B.1. What are the indications and timing of surgical intervention for TAAs?
Answer:
Patients diagnosed with aneurysms of the thoracic aorta require frequent surveillance to assess for aneurysmal expansion. The goal is to facilitate surgical intervention prior to the onset of aortic dissection or aneurysm rupture. Important considerations include the appropriate interval for surveillance imaging and the diameter at which surgical intervention should be recommended.
Patients diagnosed with TAAs and TAAAs should undergo initial CT or MRI to define the size and extent of the aneurysm. Follow-up surveillance imaging is typically performed 6 months after diagnosis, with continued follow-up imaging at an interval determined by the rate of growth. These aneurysms tend to grow slowly, with arch and ascending aneurysms growing 0.1 cm/y and descending aneurysms growing 0.3 cm/y.

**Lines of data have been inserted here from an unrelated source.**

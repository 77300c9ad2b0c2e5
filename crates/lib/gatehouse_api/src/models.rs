//! Request and response bodies.

use chrono::NaiveDate;
use gatehouse_core::models::page::PageRequest;
use gatehouse_core::models::user::Registration;
use serde::{Deserialize, Serialize};
use uuid::Uuid;

pub use gatehouse_core::models::auth::TokenPair as TokenResponse;

#[derive(Debug, Deserialize)]
pub struct SignupRequest {
    pub login: String,
    pub password: String,
    #[serde(default)]
    pub first_name: Option<String>,
    #[serde(default)]
    pub last_name: Option<String>,
    #[serde(default)]
    pub email: Option<String>,
    #[serde(default)]
    pub birthdate: Option<NaiveDate>,
}

impl From<SignupRequest> for Registration {
    fn from(req: SignupRequest) -> Self {
        Registration {
            login: req.login,
            password: req.password,
            first_name: req.first_name,
            last_name: req.last_name,
            email: req.email,
            birthdate: req.birthdate,
        }
    }
}

#[derive(Debug, Deserialize)]
pub struct LoginRequest {
    pub login: String,
    pub password: String,
}

/// `access_token` may be expired but must belong to the refresh token's user.
#[derive(Debug, Deserialize)]
pub struct RefreshRequest {
    pub refresh_token: String,
    #[serde(default)]
    pub access_token: Option<String>,
}

#[derive(Debug, Deserialize)]
pub struct LogoutRequest {
    pub refresh_token: String,
}

#[derive(Debug, Serialize, Deserialize)]
pub struct LogoutResponse {
    /// Number of sessions this call revoked.
    pub revoked: u64,
}

/// Profile update. At least one field must be present.
#[derive(Debug, Default, Deserialize)]
pub struct UpdateUserRequest {
    #[serde(default)]
    pub login: Option<String>,
    #[serde(default)]
    pub password: Option<String>,
    #[serde(default)]
    pub first_name: Option<String>,
    #[serde(default)]
    pub last_name: Option<String>,
    #[serde(default)]
    pub email: Option<String>,
    #[serde(default)]
    pub birthdate: Option<NaiveDate>,
}

#[derive(Debug, Deserialize)]
pub struct RoleRequest {
    pub title: String,
}

#[derive(Debug, Deserialize)]
pub struct RoleAssignmentRequest {
    pub role_id: Uuid,
}

/// `?page=&size=` query parameters.
#[derive(Debug, Default, Deserialize)]
pub struct PageParams {
    pub page: Option<u32>,
    pub size: Option<u32>,
}

impl From<PageParams> for PageRequest {
    fn from(params: PageParams) -> Self {
        PageRequest::new(params.page, params.size)
    }
}

#[derive(Debug, Serialize, Deserialize)]
pub struct HealthResponse {
    pub status: String,
    pub version: String,
}
//! User domain models.

use chrono::{DateTime, NaiveDate, Utc};
use serde::{Deserialize, Serialize};
use uuid::Uuid;

/// Immutable identity key of a user.
pub type UserId = Uuid;

/// Domain user, safe to return to clients.
#[derive(Debug, Clone, PartialEq, Eq, Serialize, Deserialize)]
pub struct User {
    pub id: UserId,
    pub login: String,
    pub first_name: Option<String>,
    pub last_name: Option<String>,
    pub email: Option<String>,
    pub birthdate: Option<NaiveDate>,
    pub created_at: DateTime<Utc>,
}

/// User with password hash (for internal auth flows).
#[derive(Debug, Clone)]
pub struct UserWithPassword {
    pub user: User,
    pub password_hash: String,
}

/// Signup input, before validation and hashing.
#[derive(Debug, Clone, Default, Deserialize)]
pub struct Registration {
    pub login: String,
    pub password: String,
    pub first_name: Option<String>,
    pub last_name: Option<String>,
    pub email: Option<String>,
    pub birthdate: Option<NaiveDate>,
}

/// A validated user row ready for insertion.
#[derive(Debug, Clone)]
pub struct NewUser {
    pub login: String,
    pub password_hash: String,
    pub first_name: Option<String>,
    pub last_name: Option<String>,
    pub email: Option<String>,
    pub birthdate: Option<NaiveDate>,
}

/// Partial update of a user row. `None` leaves the column untouched.
#[derive(Debug, Clone, Default)]
pub struct UserPatch {
    pub login: Option<String>,
    pub password_hash: Option<String>,
    pub first_name: Option<String>,
    pub last_name: Option<String>,
    pub email: Option<String>,
    pub birthdate: Option<NaiveDate>,
}

impl UserPatch {
    pub fn is_empty(&self) -> bool {
        self.login.is_none()
            && self.password_hash.is_none()
            && self.first_name.is_none()
            && self.last_name.is_none()
            && self.email.is_none()
            && self.birthdate.is_none()
    }
}

/// One login attempt against an existing account.
#[derive(Debug, Clone, PartialEq, Eq, Serialize, Deserialize)]
pub struct LoginEvent {
    pub event_date: DateTime<Utc>,
    pub success: bool,
}
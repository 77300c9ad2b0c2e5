//! Domain models.
//!
//! These are internal domain models, distinct from the request/response DTOs
//! in `gatehouse_api::models`.

pub mod auth;
pub mod page;
pub mod role;
pub mod user;
//! Authentication and authorization logic.
//!
//! Token signing, password hashing, the authorization guard and the session
//! orchestration shared by `gatehouse_api` and `gatehouse_server`.

pub mod codec;
pub mod guard;
pub mod password;
pub mod service;

use chrono::Duration;
use thiserror::Error;

/// Authentication errors.
///
/// `DbError` and `Internal` are the fatal channel: they surface to clients as
/// a generic 500 and are never used for control flow.
#[derive(Debug, Error)]
pub enum AuthError {
    #[error("Invalid credentials")]
    InvalidCredentials,

    #[error("Invalid token")]
    TokenInvalid,

    #[error("Token expired")]
    TokenExpired,

    #[error("Unauthenticated: {0}")]
    Unauthenticated(String),

    #[error("Forbidden")]
    Forbidden,

    #[error("Not found: {0}")]
    NotFound(String),

    #[error("Conflict: {0}")]
    Conflict(String),

    #[error("Validation error: {0}")]
    ValidationError(String),

    #[error("Database error: {0}")]
    DbError(#[from] sqlx::Error),

    #[error("Internal error: {0}")]
    Internal(String),
}

/// Default access token lifetime: 1 hour.
pub const DEFAULT_ACCESS_TTL_SECS: i64 = 60 * 60;

/// Default refresh token lifetime: 10 days.
pub const DEFAULT_REFRESH_TTL_DAYS: i64 = 10;

/// Token lifetimes and hashing cost, built once at startup.
#[derive(Clone, Debug)]
pub struct AuthSettings {
    /// Access token lifetime.
    pub access_ttl: Duration,
    /// Refresh token lifetime.
    pub refresh_ttl: Duration,
    /// bcrypt cost factor for new password hashes.
    pub bcrypt_cost: u32,
}

impl Default for AuthSettings {
    fn default() -> Self {
        Self {
            access_ttl: Duration::seconds(DEFAULT_ACCESS_TTL_SECS),
            refresh_ttl: Duration::days(DEFAULT_REFRESH_TTL_DAYS),
            bcrypt_cost: password::DEFAULT_BCRYPT_COST,
        }
    }
}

Determining when to intervene depends on the underlying pathology, size, rate of expansion, and presence or absence of symptoms (Table 9.2). In patients without known connective tissue disease, surgical repair is recommended at 5.5 cm. In patients with concomitant aortic valve (AV) disease who are scheduled to undergo AV replacement, an aneurysm should be repaired if it is greater than or equal to 4.5 cm in diameter. Patients with symptomatic aneurysms of any size should be considered for surgical intervention. Very large and very small patients may be better managed by indexing aortic diameter to body size to determine the appropriate timing of repair.
Table 9.2: Guidelines for Elective Intervention in Selected Categories of Asymptomatic Patients With Ascending or Descending Thoracic Aneurysms
| Associated Condition with Aneurysm | Diameter Size for Surgical Intervention |
|---|---|
| Sporadic | ≥5.5 cm |
| Heritable without Genetic Identification | ≥5.0 cm |
| Marfan Syndrome | ≥5.0 cm ≥4.5 cm with features associated with increased risk of dissection present |
| Loeys-Dietz Syndrome | ≥4.5 cm - 5.0 cm, dependent on specific pathogenic variant, phenotypic features, patient age, aortic growth rates, and family history |
| BAV Aortopathy | ≥5.5 cm 5.0 - 5.4 cm with additional risk factors for aortic dissection ≥4.5 cm with concomitant surgical aortic valve repair or replacement |
BAV, bicuspid aortic valve; TAA, thoracic aortic aneurysm.
Special recommendations exist for patients with underlying connective tissue disorders because these patients tend to suffer significant aortic events at smaller aortic diameters. Patients with MFS and LDS require frequent surveillance, with CT imaging 6 months after initial diagnosis followed by surveillance frequency depending on size and rate of growth. Earlier repair is acceptable and recommended in MFS and LDS, and the timing of a surgical intervention can be based on the presence of associated risk factors for aortic dissection, such as a family history of aortic dissection, accelerated growth rate, and aortic coarctation. Aneurysm repair for patients with BAV presenting for AV repair or replacement should be performed at a diameter of greater than or equal to 4.5 cm. Females with aortic aneurysms contemplating pregnancy might be candidates for prophylactic intervention at smaller aneurysm diameters in the context of connective tissue disorders and other risk factors for aortic dissection.
Overall, surgical decision-making in patients with TAAs, thoracoabdominal aneurysms, and combined aneurysmal and AV disease requires a careful comparison of operative risk with the risk of a significant aortic event. Consideration of medical comorbidities and the underlying pathology adds additional nuance to the decision of whether to undertake a surgical repair, and when that repair is recommended, what surgical technique should be utilized.